Selecting SNPs for association studies based on population frequencies: A novel interactive tool and its application to polygenic diseases

Steffen Möller1, *, Dirk Koczan1, Pablo Serrano-Fernandez1, Uwe K. Zettl2, Hans-Jürgen Thiesen1 and Saleh M. Ibrahim1

1 University of Rostock, Institute of Immunology, Schillingallee 70, 18055 Rostock, Germany
2 University of Rostock, Department of Neurology, Gehlsheimer Str. 20, 18147 Rostock, Germany

*  Corresponding author

Edited by E. Wingender; received April 02, 2004; revised June 25, 2004; accepted June 25, 2004; published July 26, 2004


Common complex polygenic diseases as autoimmune diseases have not been completely understood on a molecular level. While many genes are known to be involved in the pathways responsible for the phenotype, explicit causes for the susceptibility of the disease remain to be elucidated. The susceptibility to disease is thought to be the result of genetic epistatic interactions between common polymorphic genes. This polymorphism is mostly caused by single nucleotide polymorphisms (SNPs). Human subpopulations are known to differ in the susceptibility to the diseases and generally in the distribution of single nucleotide polymorphisms.

The here presented approach retrieves SNPs with the most divergent frequencies for selected human subpopulations to help defining properties for the experimental verification of SNPs within defined regions. A web-accessible program implementing this approach was evaluated for multiple sclerosis (MS), a common human polygenic disease. A link to a summary of data from "The SNP Consortium" (TSC) with sex-dependencies of SNPs is available. Associations of SNPs to genes, genetic markers and chromosomal loci are retrieved from the Ensembl project. This tool is recommended to be used in conjunction with microarray analyses or marker association studies that link genes or chromosomal loci to particular diseases.


Key words: SNP selection by population frequencies, association studies, Multiple Sclerosis, Ensembl


Quantitative trait loci (QTLs) in animal models and human susceptibility loci of genetic linkage association studies point to regions of the genome that are statistically linked to a disease [Complex Trait Consortium, 2003]. Microarray analyses further indicate candidate genes within QTLs [Dyment and Ebers, 2002; Lock, 2002; Robinson, 2003] by selecting on their expression profile, i. e. their distribution in tissues and/or differential expression between diseased and control groups.

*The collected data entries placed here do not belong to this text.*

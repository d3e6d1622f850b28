//! Tracing setup shared by the binaries

use tracing_subscriber::{layer::SubscriberExt, util::SubscriberInitExt, Layer};

use chia_config::ObservabilityConfig;

/// Where log lines go
#[derive(Debug, Clone, Copy, PartialEq, Eq)]
pub enum LogOutput {
    Stdout,
    /// Keeps stdout free for the terminal conversation
    Stderr,
}

/// Install the global subscriber
///
/// `RUST_LOG` overrides the configured level.
pub fn init_tracing(config: &ObservabilityConfig, output: LogOutput) {
    let env_filter = tracing_subscriber::EnvFilter::try_from_default_env().unwrap_or_else(|_| {
        let level = &config.log_level;
        format!("chia={},tower_http=debug", level).into()
    });

    let subscriber = tracing_subscriber::registry().with(env_filter);
    let fmt_layer = match (config.log_json, output) {
        (true, LogOutput::Stdout) => tracing_subscriber::fmt::layer().json().boxed(),
        (true, LogOutput::Stderr) => tracing_subscriber::fmt::layer()
            .json()
            .with_writer(std::io::stderr)
            .boxed(),
        (false, LogOutput::Stdout) => tracing_subscriber::fmt::layer().boxed(),
        (false, LogOutput::Stderr) => tracing_subscriber::fmt::layer()
            .with_writer(std::io::stderr)
            .boxed(),
    };
    subscriber.with(fmt_layer).init();
}
//! Result page extraction
//!
//! Turns the provider directory's result markup into [`ProviderRecord`]s.
//! Missing elements degrade to the `"N/A"` sentinel and never fail the parse.

use scraper::{ElementRef, Html, Selector};

use chia_config::LocatorSelectors;
use chia_core::{ProviderRecord, NOT_AVAILABLE};

use super::LocatorError;

/// Compiled result-page selectors
#[derive(Debug, Clone)]
pub struct ResultSelectors {
    item: Selector,
    name: Selector,
    field: Selector,
    distance_prefix: String,
}

fn compile(css: &str) -> Result<Selector, LocatorError> {
    Selector::parse(css).map_err(|e| LocatorError::Selector {
        selector: css.to_string(),
        message: e.to_string(),
    })
}

impl ResultSelectors {
    pub fn compile(selectors: &LocatorSelectors) -> Result<Self, LocatorError> {
        Ok(Self {
            item: compile(&selectors.result_item)?,
            name: compile(&selectors.name)?,
            field: compile(&selectors.field)?,
            distance_prefix: selectors.distance_prefix.clone(),
        })
    }
}

fn element_text(element: ElementRef<'_>) -> String {
    element.text().collect::<String>().trim().to_string()
}

/// Absent and empty (after trimming) elements both read as `"N/A"`
fn or_missing(value: Option<String>) -> String {
    value
        .filter(|v| !v.is_empty())
        .unwrap_or_else(|| NOT_AVAILABLE.to_string())
}

/// Parse every result item in page order, without distance filtering
pub fn parse_results(html: &str, selectors: &ResultSelectors) -> Vec<ProviderRecord> {
    let document = Html::parse_document(html);

    document
        .select(&selectors.item)
        .map(|item| {
            let name = or_missing(item.select(&selectors.name).next().map(element_text));

            let fields: Vec<String> = item.select(&selectors.field).map(element_text).collect();
            let address = or_missing(fields.first().cloned());
            let phone = or_missing(fields.get(1).cloned());
            let distance = fields
                .get(2)
                .and_then(|label| parse_distance(label, &selectors.distance_prefix));

            ProviderRecord::new(name, address, phone, distance)
        })
        .collect()
}

/// Numeric distance from a label such as "Distance from your location: 12.5 miles"
///
/// Strips `prefix`, drops every character that is not a digit or `.`, and
/// parses what remains.
pub fn parse_distance(label: &str, prefix: &str) -> Option<f64> {
    let label = label.trim();
    let rest = label.strip_prefix(prefix).unwrap_or(label);
    let numeric: String = rest
        .chars()
        .filter(|c| c.is_ascii_digit() || *c == '.')
        .collect();
    numeric.parse::<f64>().ok().filter(|d| d.is_finite())
}

/// Keep records with a known distance no greater than `radius_miles`
pub fn filter_within_radius(records: Vec<ProviderRecord>, radius_miles: f64) -> Vec<ProviderRecord> {
    records
        .into_iter()
        .filter(|r| r.is_within(radius_miles))
        .collect()
}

Besides environmental factors or epigenetic effects, specific single nucleotide polymorphisms (SNPs) may singularly be responsible for a disease (Mendelian factor) or increase the susceptibility to it (polygenic factors). Genes harboring SNPs that are found unevenly distributed between control and disease groups may be considered as candidate genes [Foster and Sharp, 2002]. Associated genes hence would be subject to further investigations which may lead to an improved understanding of the pathogenesis of a certain disease and eventually to its therapy.

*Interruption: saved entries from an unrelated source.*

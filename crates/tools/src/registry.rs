//! Tool Registry
//!
//! Manages tool registration, discovery, and execution.

use async_trait::async_trait;
use serde_json::Value;
use std::collections::HashMap;
use std::sync::Arc;
use std::time::{Duration, Instant};

use chia_core::{AnswerChannel, QuestionAnswerer, ToolDefinition};

use crate::assessment::AssessmentOptions;
use crate::counseling::{AnswerQuestionTool, AssessRiskTool, SearchProviderTool};
use crate::locator::ProviderDirectory;
use crate::mcp::{Tool, ToolError, ToolOutput, ToolSchema};

/// Tool executor trait
#[async_trait]
pub trait ToolExecutor: Send + Sync {
    /// Execute a tool by name
    async fn execute(&self, name: &str, arguments: Value) -> Result<ToolOutput, ToolError>;

    /// List available tools
    fn list_tools(&self) -> Vec<ToolSchema>;

    /// Get tool schema by name
    fn get_tool(&self, name: &str) -> Option<ToolSchema>;
}

/// Tool registry
pub struct ToolRegistry {
    tools: HashMap<String, Arc<dyn Tool>>,
}

impl ToolRegistry {
    /// Create a new empty registry
    pub fn new() -> Self {
        Self {
            tools: HashMap::new(),
        }
    }

    /// Register a tool, replacing any tool with the same name
    pub fn register<T: Tool + 'static>(&mut self, tool: T) {
        let name = tool.name().to_string();
        self.tools.insert(name, Arc::new(tool));
    }

    /// Register a shared tool
    pub fn register_arc(&mut self, tool: Arc<dyn Tool>) {
        let name = tool.name().to_string();
        self.tools.insert(name, tool);
    }

    pub fn get(&self, name: &str) -> Option<&Arc<dyn Tool>> {
        self.tools.get(name)
    }

    pub fn has(&self, name: &str) -> bool {
        self.tools.contains_key(name)
    }

    pub fn len(&self) -> usize {
        self.tools.len()
    }

    pub fn is_empty(&self) -> bool {
        self.tools.is_empty()
    }

    /// Tool names, sorted
    pub fn tool_names(&self) -> Vec<String> {
        let mut names: Vec<String> = self.tools.keys().cloned().collect();
        names.sort();
        names
    }

    /// Function definitions for the LLM, in name order
    pub fn to_tool_definitions(&self) -> Vec<ToolDefinition> {
        self.list_tools().iter().map(ToolSchema::to_definition).collect()
    }
}

impl Default for ToolRegistry {
    fn default() -> Self {
        Self::new()
    }
}

#[async_trait]
impl ToolExecutor for ToolRegistry {
    /// Validate, then run with the tool's own timeout
    async fn execute(&self, name: &str, arguments: Value) -> Result<ToolOutput, ToolError> {
        let tool = self
            .tools
            .get(name)
            .ok_or_else(|| ToolError::not_found(format!("Tool not found: {}", name)))?;

        tool.validate(&arguments)?;

        let timeout_secs = tool.timeout_secs();
        let start = Instant::now();

        tracing::debug!(tool = name, timeout_secs, "Executing tool");

        let result = match tokio::time::timeout(
            Duration::from_secs(timeout_secs),
            tool.execute(arguments),
        )
        .await
        {
            Ok(result) => result,
            Err(_elapsed) => Err(ToolError::timeout(name, timeout_secs)),
        };

        let outcome = match &result {
            Ok(output) if output.is_error => "error_payload",
            Ok(_) => "ok",
            Err(_) => "error",
        };
        metrics::counter!("chia_tool_calls_total", "tool" => name.to_string(), "outcome" => outcome)
            .increment(1);
        metrics::histogram!("chia_tool_call_seconds", "tool" => name.to_string())
            .record(start.elapsed().as_secs_f64());

        if let Err(e) = &result {
            tracing::warn!(tool = name, error = %e, "Tool execution failed");
        }

        result
    }

    fn list_tools(&self) -> Vec<ToolSchema> {
        let mut schemas: Vec<ToolSchema> = self.tools.values().map(|t| t.schema()).collect();
        schemas.sort_by(|a, b| a.name.cmp(&b.name));
        schemas
    }

    fn get_tool(&self, name: &str) -> Option<ToolSchema> {
        self.tools.get(name).map(|t| t.schema())
    }
}

/// Process-wide collaborators shared by every session's tools
#[derive(Clone)]
pub struct ToolDeps {
    pub answerer: Arc<dyn QuestionAnswerer>,
    pub directory: Arc<dyn ProviderDirectory>,
    pub assessment: AssessmentOptions,
    /// Timeout for one `search_provider` call
    pub locator_timeout_secs: u64,
    /// Timeout for one `answer_question` call
    pub qa_timeout_secs: u64,
}

/// Registry with the three counseling tools bound to one patient channel
pub fn create_registry(deps: &ToolDeps, channel: Arc<dyn AnswerChannel>) -> ToolRegistry {
    let mut registry = ToolRegistry::new();
    registry.register(
        AnswerQuestionTool::new(deps.answerer.clone()).with_timeout(deps.qa_timeout_secs),
    );
    registry.register(AssessRiskTool::new(channel, deps.assessment.clone()));
    registry.register(
        SearchProviderTool::new(deps.directory.clone()).with_timeout(deps.locator_timeout_secs),
    );
    registry
}

#[cfg(test)]
mod tests {
    use super::*;
    use crate::mcp::{ErrorCode, InputSchema, PropertySchema};
    use serde_json::json;

    struct SlowTool;

    #[async_trait]
    impl Tool for SlowTool {
        fn name(&self) -> &str {
            "slow"
        }

        fn description(&self) -> &str {
            "Never finishes in time"
        }

        fn schema(&self) -> ToolSchema {
            ToolSchema {
                name: self.name().to_string(),
                description: self.description().to_string(),
                input_schema: InputSchema::object(),
            }
        }

        async fn execute(&self, _input: Value) -> Result<ToolOutput, ToolError> {
            tokio::time::sleep(Duration::from_secs(5)).await;
            Ok(ToolOutput::text("late"))
        }

        fn timeout_secs(&self) -> u64 {
            1
        }
    }

    struct EchoTool;

    #[async_trait]
    impl Tool for EchoTool {
        fn name(&self) -> &str {
            "echo"
        }

        fn description(&self) -> &str {
            "Echoes its input"
        }

        fn schema(&self) -> ToolSchema {
            ToolSchema {
                name: self.name().to_string(),
                description: self.description().to_string(),
                input_schema: InputSchema::object().property(
                    "text",
                    PropertySchema::string("Text to echo"),
                    true,
                ),
            }
        }

        async fn execute(&self, input: Value) -> Result<ToolOutput, ToolError> {
            Ok(ToolOutput::text(input["text"].as_str().unwrap_or_default()))
        }
    }

    #[test]
    fn test_registry_basic() {
        let mut registry = ToolRegistry::new();
        assert!(registry.is_empty());

        registry.register(EchoTool);
        registry.register(SlowTool);
        assert_eq!(registry.len(), 2);
        assert!(registry.has("echo"));
        assert_eq!(registry.tool_names(), vec!["echo", "slow"]);

        let defs = registry.to_tool_definitions();
        assert_eq!(defs[0].name, "echo");
        assert_eq!(defs[0].parameters["required"], json!(["text"]));
    }

    #[tokio::test]
    async fn test_execute() {
        let mut registry = ToolRegistry::new();
        registry.register(EchoTool);

        let output = registry.execute("echo", json!({"text": "hi"})).await.unwrap();
        assert_eq!(output.text_content(), "hi");
    }

    #[tokio::test]
    async fn test_unknown_tool() {
        let registry = ToolRegistry::new();
        let err = registry.execute("missing", json!({})).await.unwrap_err();
        assert_eq!(err.code, ErrorCode::MethodNotFound);
        assert_eq!(err.message, "Tool not found: missing");
    }

    #[tokio::test]
    async fn test_missing_argument() {
        let mut registry = ToolRegistry::new();
        registry.register(EchoTool);
        let err = registry.execute("echo", json!({})).await.unwrap_err();
        assert_eq!(err.code, ErrorCode::InvalidParams);
    }

    #[tokio::test(start_paused = true)]
    async fn test_slow_tool_times_out() {
        let mut registry = ToolRegistry::new();
        registry.register(SlowTool);
        let err = registry.execute("slow", json!({})).await.unwrap_err();
        assert_eq!(err.code, ErrorCode::Timeout);
        assert_eq!(err.message, "Tool 'slow' timed out after 1s");
    }
}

Investigation of the distribution of SNPs within and between human populations is laborious and costly, mainly due to the necessity of testing large numbers of individuals and SNPs. Establishing priorities in the selection of SNPs on the basis of additional experimental or epidemiological knowledge is therefore essential for speeding up the development of novel drugs. A SNP may not be itself involved in the conferment of susceptibility to a disease, instead it may be located within a region of linkage disequilibrium associated with the disease. Hence, the differential distribution of that SNP in subpopulations could be transferable to otherwise uncharacterized neighboring SNPs. The HapMap project [The International HapMap Consortium, 2004], for instance, addresses the challenge of genotyping individuals from different populations in a large scale. The data on population frequencies and haplotypes are available at the dbSNP database of the NCBI ( [Sherry et al., 2001; Wheeler et al., 2004]. Public SNP databases, i. e. dbSNP and HGVbase (Human Genome Variation base, [Fredman et al., 2004], are rapidly expanding. Besides HapMap, efforts like the one of the UW-FHCRC Variation Discovery Resource (SeattleSNPs) ( and The SNP Consortium (TSC) [Matise, 2003; Thorisson, 2003] contribute information on allele distribution in different populations, based either on race or geographical locations.

For polygenic diseases such information on SNP population frequency may be used as an additional selection criterion to prioritize the selection of SNPs and genes to be experimentally tested, whenever the disease affects different the different genders and/or populations unevenly. This has been suggested for Rheumatoid Arthritis [Steer, 2003], infectious diseases [Abel and Dessein 1998], post-traumatic stress responses [Zoellner et al., 1999] and Alzheimer's Disease [Arehart-Treichel, 2001] amongst others. Here we lay out the principle on the examples of multiple sclerosis (MS) for which epidemiological studies have shown Asians and (with conflicting reports) Africans to be considerably less susceptible to MS than Caucasians [Wallin, 2004; Wheeler, 2004].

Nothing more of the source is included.